# Miss Pumpkin's Action Plan



## Miss Pumpkin (Oct 10, 2006)

I desperatly need to loose some fat and tone up... So here's my plan right now.


SANDRA'S PLAN

*2 sessions of Winsor Basic Step By Step Pilates a day (one in the morning, one in the evening) for 2 weeks. * 
Then I'll move on to 


*1 session of Winsor Basic Step By Step Pilates in the morning,* and 
*1 session of Winsor Pilates 20 Minute Workout in the evening,* *for 2 weeks.* 
And then


*2 sessions of Winsor Pilates 20 Minute Workout a day (one in the morning, one in the evening)* 
 
Along with

*Rollerblading for one hour every Saturday at least.* 


I need advice from you girls, tell me if this seems fine or there's something that should be changed... And I really need to stick to this because I'm sick of having complexes about my body and feeling fat!


----------



## Shimmer (Oct 10, 2006)

What are you going to do as far as diet? Do you eat healthily now?


----------



## Miss Pumpkin (Oct 10, 2006)

I went on a diet a couple years ago and lost 17 kilos, so I'm going to do that one again... but not so hard, because I just need to lose about 5 kilos now, but I'll take the basic guidelines (if I eat potatoes I can't eat bread or pasta, don't eat meat at nights, etc...)

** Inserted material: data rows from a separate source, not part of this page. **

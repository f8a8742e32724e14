//! # Scene Management Module
//!
//! Scene-graph side of the engine: node descriptions, the [`RenderRuntime`]
//! seam the engine drives, and [`Scene`], an in-memory runtime with an
//! animation timeline.
//!
//! ## Key Components
//!
//! - [`RenderRuntime`] - node create/attach/remove, animations, lighting
//! - [`Scene`] - reference runtime used headless and in tests
//! - [`SceneNode`] - transform plus optional geometry and material
//! - [`RotateBy`] - relative rotation animation
//! - [`Vertex3D`] - GPU-compatible vertex layout
//!
//! ## Usage
//!
//! ```
//! use ardice::gfx::scene::{RenderRuntime, RotateBy, Scene, SceneNode};
//! use cgmath::Rad;
//!
//! let mut scene = Scene::new();
//! let root = scene.root();
//! let die = scene.spawn(root, SceneNode::new("die"));
//! scene.run_action(die, RotateBy::new(Rad(1.0), Rad(0.0), Rad(0.0), 0.5));
//! scene.advance(0.5);
//! assert_eq!(scene.pending_actions(), 0);
//! ```

pub mod node;
pub mod runtime;
pub mod scene;
pub mod vertex;

// Re-export main types
pub use node::{NodeId, RotateBy, SceneNode};
pub use runtime::RenderRuntime;
pub use scene::Scene;
pub use vertex::Vertex3D;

Here's my before and after pics!


----------



## Shimmer (Oct 10, 2006)

That's awesome!


----------



## Miss Pumpkin (Oct 10, 2006)

Thanks! 
	

	
	
		
		

		
		
	


	



I want to lose around 5 kilos, but my main aim is to tone up right now... I'll always be curvy with big hips and arse and thighs... But I want them to be hard and get rid of my cellulite... And tone my stomach and lose a bit of waist.

I don't know what kind of exercise is best for this... But I'm finding Pilates quite enjoyable. Any other suggestions?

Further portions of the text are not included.